Effect of PIP5K1α inhibition on AKT pathways in PC-3 cells. (A and B) PIP5K1α was depleted by transfecting PC-3 cells with PIP5K1α siRNA (KD) or scramble control (Ct). Immunoblots for PIP5K1α and phosphorylated AKT in PC-3 cells that were transfected with PIP5K1α siRNA (KD) or scramble control (Ct) are shown. Data are presented as average of three independent experiments (±SD). **P < 0.01. (C and D) Immunoblots showing the effect of PIP5K1α knockdown on cyclin D1, cyclin A2, CDK1, and cyclin B1 in PC-3 cells. (E) Morphology of PC-3 cells expressing siRNA to PIP5K1α and PNT1A cells overexpressing PIP5K1α. Antibody to α-tubulin was used for staining. The scale bar is indicated. (F) Immunoblots of phosphorylated FAK in PC-3 cells transfected with PIP5K1α siRNA or scramble control.
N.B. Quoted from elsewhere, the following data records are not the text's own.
//! OAuth/OIDC authorization-callback handler.
//!
//! One pass through the state machine per callback request:
//! provider error echo, security checks, metadata resolution, code
//! exchange, profile acquisition, normalization. Validation that needs no
//! network (error echo, state, PKCE presence) completes before the first
//! outbound call, so tampered or replayed callbacks are rejected cheaply.

use serde_json::Value;
use tracing::{debug, info};

use crate::{
    checks::{self, CheckKind},
    codec,
    cookies::{Cookie, RequestCookies},
    errors::{AuthError, ProtocolError},
    oauth::{discovery, exchange, id_token},
    provider::{Account, Profile, Provider, ProviderKind, TokenSet},
    state::AuthState,
};

/// Query or form parameters the authorization server sent back.
#[derive(Clone, Debug, Default, serde::Deserialize, utoipa::ToSchema)]
pub struct CallbackParams {
    pub code: Option<String>,
    pub state: Option<String>,
    pub error: Option<String>,
    pub error_description: Option<String>,
}

/// A completed callback: the normalized pair plus the check-cookie clears
/// accumulated along the way. The caller persists the linkage and mints the
/// session.
pub struct CallbackOutcome {
    pub profile: Profile,
    pub account: Account,
    pub raw_profile: Value,
    pub cookies: Vec<Cookie>,
}

/// A failed callback still carries the clears for whatever checks were
/// consumed before the failure, so stale cookies heal on the next response.
pub struct CallbackFailure {
    pub error: AuthError,
    pub cookies: Vec<Cookie>,
}

struct ConsumedChecks {
    pkce_verifier: Option<String>,
    nonce: Option<String>,
    cookies: Vec<Cookie>,
}

/// Consume and validate every check the provider declares. Pure cookie
/// work; no network.
fn consume_checks(
    state: &AuthState,
    provider: &Provider,
    params: &CallbackParams,
    request_cookies: &RequestCookies,
) -> Result<ConsumedChecks, CallbackFailure> {
    let config = state.config();
    let mut cookies = Vec::new();
    let fail = |error: ProtocolError, cookies: Vec<Cookie>| CallbackFailure {
        error: error.into(),
        cookies,
    };

    if provider.checks.state {
        let (stored, clears) = checks::consume(CheckKind::State, request_cookies, config);
        cookies.extend(clears);
        let matches = match (&stored, &params.state) {
            (Some(stored), Some(param)) => stored.value == *param,
            _ => false,
        };
        if !matches {
            return Err(fail(ProtocolError::InvalidState, cookies));
        }
    }

    let pkce_verifier = if provider.checks.pkce {
        let (stored, clears) = checks::consume(CheckKind::Pkce, request_cookies, config);
        cookies.extend(clears);
        match stored {
            Some(check) => Some(check.value),
            // Required but gone: abort before any network call.
            None => {
                return Err(fail(
                    ProtocolError::MissingPkceVerifier(provider.id.clone()),
                    cookies,
                ));
            }
        }
    } else {
        None
    };

    let nonce = if provider.checks.nonce {
        let (stored, clears) = checks::consume(CheckKind::Nonce, request_cookies, config);
        cookies.extend(clears);
        match stored {
            Some(check) => Some(check.value),
            None => return Err(fail(ProtocolError::InvalidNonce, cookies)),
        }
    } else {
        None
    };

    Ok(ConsumedChecks {
        pkce_verifier,
        nonce,
        cookies,
    })
}

/// Fetch the raw profile document: validated ID-token claims for OIDC,
/// the userinfo endpoint for plain OAuth2.
async fn acquire_profile(
    state: &AuthState,
    provider: &Provider,
    metadata: &discovery::AuthorizationServerMetadata,
    tokens: &TokenSet,
    expected_nonce: Option<&str>,
) -> Result<Value, ProtocolError> {
    if provider.kind == ProviderKind::Oidc {
        let id_token = tokens.id_token.as_deref().ok_or_else(|| {
            ProtocolError::IdToken("provider did not return an id token".to_string())
        })?;
        let claims = id_token::decode_claims(id_token)?;
        id_token::validate_claims(
            &claims,
            &metadata.issuer,
            &provider.client_id,
            expected_nonce,
            codec::now_unix(),
        )?;
        return Ok(Value::Object(claims));
    }

    let endpoint = metadata.userinfo_endpoint.as_ref().ok_or_else(|| {
        ProtocolError::Userinfo("no userinfo endpoint resolved".to_string())
    })?;
    let access_token = tokens.access_token.as_deref().ok_or_else(|| {
        ProtocolError::Userinfo("provider did not return an access token".to_string())
    })?;

    let response = state
        .http()
        .get(endpoint.clone())
        .bearer_auth(access_token)
        .send()
        .await
        .map_err(|err| ProtocolError::Userinfo(err.to_string()))?;
    if !response.status().is_success() {
        return Err(ProtocolError::Userinfo(format!(
            "userinfo endpoint returned {}",
            response.status()
        )));
    }
    response
        .json::<Value>()
        .await
        .map_err(|err| ProtocolError::Userinfo(format!("malformed userinfo document: {err}")))
}

/// Drive one callback request to a normalized `(profile, account)` pair.
///
/// # Errors
/// [`CallbackFailure`] carrying the typed error and any accumulated
/// cookie-clear instructions. Never retried.
pub async fn run(
    state: &AuthState,
    provider: &Provider,
    params: &CallbackParams,
    request_cookies: &RequestCookies,
) -> Result<CallbackOutcome, CallbackFailure> {
    // Provider echoed an error back through the user's browser.
    if let Some(error) = &params.error {
        let mut message = error.clone();
        if let Some(description) = &params.error_description {
            message.push_str(": ");
            message.push_str(description);
        }
        return Err(CallbackFailure {
            error: ProtocolError::CallbackEcho(message).into(),
            cookies: Vec::new(),
        });
    }

    let consumed = consume_checks(state, provider, params, request_cookies)?;
    let ConsumedChecks {
        pkce_verifier,
        nonce,
        cookies,
    } = consumed;
    let fail = |error: AuthError| CallbackFailure {
        error,
        cookies: cookies.clone(),
    };

    let metadata = discovery::resolve(provider, state.http(), state.discovery())
        .await
        .map_err(|err| fail(err.into()))?;

    let code = params.code.as_deref().ok_or_else(|| {
        fail(ProtocolError::TokenExchange("callback carried no code".to_string()).into())
    })?;
    let redirect_uri = state.config().redirect_uri(&provider.id);
    let tokens = exchange::exchange_code(
        state.http(),
        &metadata,
        provider,
        &redirect_uri,
        code,
        pkce_verifier.as_deref(),
    )
    .await
    .map_err(|err| fail(err.into()))?;

    let raw_profile = acquire_profile(state, provider, &metadata, &tokens, nonce.as_deref())
        .await
        .map_err(|err| fail(err.into()))?;

    let profile = provider.map_profile(&raw_profile, &tokens).map_err(|err| {
        // The raw payload helps diagnose broken mappings; it is logged,
        // never persisted.
        debug!(provider = %provider.id, raw = %raw_profile, "profile mapping failed");
        fail(AuthError::Configuration(format!(
            "provider {} profile mapping failed: {err}",
            provider.id
        )))
    })?;

    let account = Account {
        provider: provider.id.clone(),
        provider_type: provider.kind.as_str().to_string(),
        provider_account_id: profile.id.clone(),
        tokens,
    };

    info!(provider = %provider.id, account = %account.provider_account_id, "callback completed");

    Ok(CallbackOutcome {
        profile,
        account,
        raw_profile,
        cookies,
    })
}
Data are presented as average of three independent experiments (±SD). Mean expression of phosphorylated FAK in control was 15.30, and in PIP5K1α knockdown was 5.66 (difference = 9.58; 95% CI 4.89–6.42; P < 0.001). (G) Immunoblots of P27, Twist, and MMP9 in PC-3 cells transfected with PIP5K1α siRNA or scramble control. (H) Immunoblots of c-PARP in PC-3 cells treated with vehicle control (DMSO) or ISA-2011B (’20 μM and ^50 μM), with or without PIP5K1α or scramble siRNA cotransfection. (I) s.c. xenografts were established by implanting PC-3 cells expressing control scramble siRNA or PIP5K1α-siRNA into nude mice. The tumors were measured on day 6 after implantation and were followed for a total of 20 d (n = 7 mice per group). Two groups of mice bearing PC3 cells that expressed control siRNA (Control) or PIP5K1α-siRNA (KD-PIP5K1α) are indicated. Difference in tumor growth between the two groups is calculated. **P = 0.008.